Source: The Washington Post

8. Two more officers placed on leave over United passenger’s treatment
The Chicago Department of Aviation put two more security officers on leave on Wednesday over the treatment of a United Airlines passenger who was dragged off a Sunday flight, bringing the total to three. The incident provoked an angry backlash against the airline, which has apologized and promised a review of its policy on handling overbooked flights. Newly surfaced video footage appeared incompatible with United CEO Oscar Munoz’s claim that the passenger, Dr. David Dao, had to be removed because he was “belligerent.” Dao’s lawyers filed an emergency request in an Illinois court to make United preserve video recordings and other evidence of what happened.

Source: CNN, Reuters

9. First Muslim woman to serve as U.S. judge found dead in New York
The body of Sheila Abdus-Salaam, the first Muslim woman to serve as a judge in the U.S., was found in the Hudson River on Wednesday a mile from her Harlem home. Abdus-Salaam was found floating fully clothed near the river’s Manhattan shore. There were no immediate signs of foul play, and sources told the New York Post her death appeared to be a suicide. Abdus-Salaam was a widely respected jurist, and the first African-American woman to serve on New York’s highest court. “She was a conscientious, thoughtful judge who never lost her humility,” said city Corporation Counsel Zachary Carter. “This is an unspeakable tragedy.”

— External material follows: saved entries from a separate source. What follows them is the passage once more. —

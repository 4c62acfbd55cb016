use std::future::Future;
use std::hash::Hash;

use async_cell::sync::AsyncCell;
use dashmap::mapref::entry::Entry;
use dashmap::DashMap;

/// A memoizing, coalescing cache: concurrent calls to `get_or_init` for the
/// same key race to populate a single `AsyncCell`, so only one of them
/// actually does the (expensive, usually upstream) work while the rest
/// await the same result. Values are immutable once set, so readers never
/// observe a partially-written value.
///
/// Ported from this codebase's `AwaitCache`, generalized to accept a
/// fallible async initializer (`locate(object_id)` can fail with
/// `FileNotFound`) instead of a plain sync value.
pub struct AwaitCache<K: Clone + Eq + Hash, V: Clone> {
    items: DashMap<K, AsyncCell<V>>,
}

impl<K: Clone + Eq + Hash, V: Clone> Default for AwaitCache<K, V> {
    fn default() -> Self {
        Self::new()
    }
}

impl<K: Clone + Eq + Hash, V: Clone> AwaitCache<K, V> {
    pub fn new() -> Self {
        AwaitCache {
            items: DashMap::new(),
        }
    }

    /// Returns the cached value for `key`, or runs `init` to produce one.
    ///
    /// If `init` errors, the (still-empty) entry is removed so the next
    /// caller gets a fresh attempt rather than awaiting a cell that will
    /// never be filled.
    pub async fn get_or_try_init<F, Fut, E>(&self, key: K, init: F) -> Result<V, E>
    where
        F: FnOnce() -> Fut,
        Fut: Future<Output = Result<V, E>>,
    {
        match self.items.entry(key.clone()) {
            Entry::Occupied(entry) => Ok(entry.get().get().await),
            Entry::Vacant(entry) => {
                let cell: AsyncCell<V> = AsyncCell::new();
                entry.insert(cell);
                match init().await {
                    Ok(val) => {
                        if let Some(entry) = self.items.get(&key) {
                            entry.set(val.clone());
                        }
                        Ok(val)
                    }
                    Err(err) => {
                        self.items.remove(&key);
                        Err(err)
                    }
                }
            }
        }
    }

    /// Full flush: drops every cached entry. Readers mid-await on an
    /// in-flight entry are unaffected since they hold their own `AsyncCell`
    /// reference via the (still-live) occupied-entry lookup that happened
    /// before the clear.
    pub fn clear(&self) {
        self.items.clear();
    }

    pub fn len(&self) -> usize {
        self.items.len()
    }

    pub fn is_empty(&self) -> bool {
        self.items.is_empty()
    }

    pub fn remove(&self, key: &K) {
        self.items.remove(key);
    }
}
use anyhow::{Context, Result};
use async_trait::async_trait;
use mongodb::bson::doc;
use mongodb::{Client, Collection, IndexModel};
use serde::{Deserialize, Serialize};

use api::link::{DomainTag, LinkDisplay, LinkRecord, Token};
use api::ObjectId;

use super::LinkStore;

/// Wire shape for the `links` collection. `LinkRecord` itself already
/// derives `Serialize`/`Deserialize`, but Mongo needs its own `_id`, so this
/// wraps it rather than reusing the API type directly as the document.
#[derive(Serialize, Deserialize)]
struct LinkDoc {
    #[serde(rename = "_id")]
    token: String,
    object_id: ObjectId,
    display: LinkDisplay,
    domain_tag: Option<DomainTag>,
    thumbnail_url: Option<String>,
    created_at: i64,
}

impl From<LinkRecord> for LinkDoc {
    fn from(record: LinkRecord) -> Self {
        LinkDoc {
            token: record.token.as_str().to_string(),
            object_id: record.object_id,
            display: record.display,
            domain_tag: record.domain_tag,
            thumbnail_url: record.thumbnail_url,
            created_at: record.created_at,
        }
    }
}

impl TryFrom<LinkDoc> for LinkRecord {
    type Error = anyhow::Error;

    fn try_from(doc: LinkDoc) -> Result<Self> {
        let token = Token::parse(&doc.token).context("corrupt token stored in link store")?;
        Ok(LinkRecord {
            token,
            object_id: doc.object_id,
            display: doc.display,
            domain_tag: doc.domain_tag,
            thumbnail_url: doc.thumbnail_url,
            created_at: doc.created_at,
        })
    }
}

/// Durable link store backed by MongoDB, matching the document-oriented
/// storage this system originally used for link records.
pub struct MongoLinkStore {
    collection: Collection<LinkDoc>,
}

impl MongoLinkStore {
    pub async fn connect(database_url: &str) -> Result<Self> {
        let client = Client::with_uri_str(database_url)
            .await
            .context("connecting to link store")?;
        let db = client.default_database().context(
            "DATABASE_URL must name a default database, e.g. mongodb://host/streamgate",
        )?;
        let collection = db.collection::<LinkDoc>("links");

        collection
            .create_index(IndexModel::builder().keys(doc! { "object_id": 1 }).build())
            .await
            .context("creating object_id index")?;

        Ok(MongoLinkStore { collection })
    }
}

#[async_trait]
impl LinkStore for MongoLinkStore {
    async fn put(&self, record: LinkRecord) -> Result<()> {
        let doc: LinkDoc = record.into();
        self.collection
            .replace_one(doc! { "_id": &doc.token }, &doc)
            .upsert(true)
            .await
            .context("inserting link record")?;
        Ok(())
    }

    async fn get(&self, token: &Token) -> Result<Option<LinkRecord>> {
        let found = self
            .collection
            .find_one(doc! { "_id": token.as_str() })
            .await
            .context("fetching link record")?;
        found.map(LinkRecord::try_from).transpose()
    }

    async fn delete(&self, token: &Token) -> Result<()> {
        self.collection
            .delete_one(doc! { "_id": token.as_str() })
            .await
            .context("deleting link record")?;
        Ok(())
    }

    async fn find_by_object(&self, object_id: ObjectId) -> Result<Vec<LinkRecord>> {
        use futures_util::TryStreamExt;

        let mut cursor = self
            .collection
            .find(doc! { "object_id": object_id })
            .await
            .context("querying links by object")?;
        let mut out = Vec::new();
        while let Some(doc) = cursor.try_next().await.context("reading link cursor")? {
            out.push(LinkRecord::try_from(doc)?);
        }
        Ok(out)
    }
}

Source: New York Post, New York Daily News

10. Comedian Charlie Murphy dies at 57
Comedian Charlie Murphy, the older brother of Eddie Murphy, died of leukemia Wednesday morning. He was 57. Charlie Murphy co-wrote some of his brother’s movies, including Norbit and Vampire in Brooklyn. He also co-starred on Are We There Yet?, The Boondocks, and Black Jesus. He is perhaps best known for his role as a co-star on Dave Chappelle’s sketch series, Chappelle’s Show. TMZ reports that Murphy had been undergoing chemotherapy and that family members were shocked because they believed his health was improving. Charlie Murphy’s wife, Tisha Taylor Murphy, died of cervical cancer in 2009. They had two children together, and Murphy had a third child from an earlier relationship.